▶ TASK GOAL: Below are the records. Gather each line that holds "axum".

····················

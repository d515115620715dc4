use axum::Json;
use axum::http::{HeaderValue, StatusCode, header};
use axum::response::{IntoResponse, Response};
use tripwire_core::decision::DenyReason;
use tripwire_core::error::{self, ApiError, ValidationError};

use crate::engine::EngineError;
use crate::store::StoreError;

/// Internal error type that converts to structured API responses
#[derive(Debug)]
pub enum AppError {
    /// Validation error (400)
    Validation {
        message: String,
        field: Option<String>,
        received: Option<serde_json::Value>,
        docs_hint: Option<String>,
    },
    /// Missing or invalid admin credential (401)
    Unauthorized {
        message: String,
        docs_hint: Option<String>,
    },
    /// Request denied by abuse enforcement (403 for blocks, 429 for limits)
    Denied {
        reason: DenyReason,
        retry_after_secs: u64,
    },
    /// Fixed per-route limit exceeded (429)
    RateLimited { retry_after_secs: u64 },
    /// Counter store unreachable on a read that must not pretend to be empty (503)
    StoreUnavailable(StoreError),
    /// Internal error (500)
    Internal(String),
}

impl AppError {
    pub fn validation(field: &str, message: impl Into<String>) -> Self {
        AppError::Validation {
            message: message.into(),
            field: Some(field.to_string()),
            received: None,
            docs_hint: None,
        }
    }
}

fn body(code: &str, message: impl Into<String>, request_id: String) -> ApiError {
    ApiError {
        error: code.to_string(),
        message: message.into(),
        field: None,
        received: None,
        request_id,
        docs_hint: None,
        retry_after_secs: None,
    }
}

impl IntoResponse for AppError {
    fn into_response(self) -> Response {
        let request_id = uuid::Uuid::now_v7().to_string();

        let (status, api_error) = match self {
            AppError::Validation {
                message,
                field,
                received,
                docs_hint,
            } => (
                StatusCode::BAD_REQUEST,
                ApiError {
                    field,
                    received,
                    docs_hint,
                    ..body(error::codes::VALIDATION_FAILED, message, request_id)
                },
            ),
            AppError::Unauthorized { message, docs_hint } => (
                StatusCode::UNAUTHORIZED,
                ApiError {
                    docs_hint,
                    ..body(error::codes::UNAUTHORIZED, message, request_id)
                },
            ),
            AppError::Denied {
                reason,
                retry_after_secs,
            } => {
                let status = match reason {
                    DenyReason::RateLimitExceeded => StatusCode::TOO_MANY_REQUESTS,
                    DenyReason::GeoBlocked | DenyReason::IpBlocked => StatusCode::FORBIDDEN,
                };
                let message = match reason {
                    DenyReason::GeoBlocked => "Requests from this address are temporarily blocked",
                    DenyReason::IpBlocked => "This client is temporarily blocked",
                    DenyReason::RateLimitExceeded => "Too many requests",
                };
                return with_retry_after(
                    status,
                    ApiError {
                        retry_after_secs: Some(retry_after_secs),
                        ..body(reason.as_str(), message, request_id)
                    },
                    retry_after_secs,
                );
            }
            AppError::RateLimited { retry_after_secs } => {
                return with_retry_after(
                    StatusCode::TOO_MANY_REQUESTS,
                    ApiError {
                        retry_after_secs: Some(retry_after_secs),
                        docs_hint: Some(
                            "This route has a fixed request limit. Wait before retrying.".to_string(),
                        ),
                        ..body(error::codes::RATE_LIMITED, "Too many requests", request_id)
                    },
                    retry_after_secs,
                );
            }
            AppError::StoreUnavailable(err) => {
                tracing::error!(error = %err, "counter store unavailable");
                (
                    StatusCode::SERVICE_UNAVAILABLE,
                    ApiError {
                        docs_hint: Some(
                            "Abuse state could not be read. Retry once the counter store is reachable."
                                .to_string(),
                        ),
                        ..body(
                            error::codes::STORE_UNAVAILABLE,
                            "Counter store unavailable",
                            request_id,
                        )
                    },
                )
            }
            AppError::Internal(msg) => {
                tracing::error!("Internal error: {}", msg);
                (
                    StatusCode::INTERNAL_SERVER_ERROR,
                    body(
                        error::codes::INTERNAL_ERROR,
                        "An internal error occurred",
                        request_id,
                    ),
                )
            }
        };

        (status, Json(api_error)).into_response()
    }
}

fn with_retry_after(status: StatusCode, api_error: ApiError, retry_after_secs: u64) -> Response {
    let mut response = (status, Json(api_error)).into_response();
    response.headers_mut().insert(
        header::RETRY_AFTER,
        HeaderValue::from(retry_after_secs),
    );
    response
}

impl From<ValidationError> for AppError {
    fn from(err: ValidationError) -> Self {
        AppError::Validation {
            message: err.message,
            field: Some(err.field),
            received: err.received,
            docs_hint: None,
        }
    }
}

impl From<StoreError> for AppError {
    fn from(err: StoreError) -> Self {
        match err {
            StoreError::Unavailable(_) => AppError::StoreUnavailable(err),
            other => AppError::Internal(other.to_string()),
        }
    }
}

impl From<EngineError> for AppError {
    fn from(err: EngineError) -> Self {
        match err {
            EngineError::Store(err) => err.into(),
            EngineError::Validation(err) => err.into(),
            EngineError::Encode(err) => AppError::Internal(err.to_string()),
        }
    }
}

····················

▶ WRITTEN SOLUTION:
use axum::Json;
use axum::http::{HeaderValue, StatusCode, header};
use axum::response::{IntoResponse, Response};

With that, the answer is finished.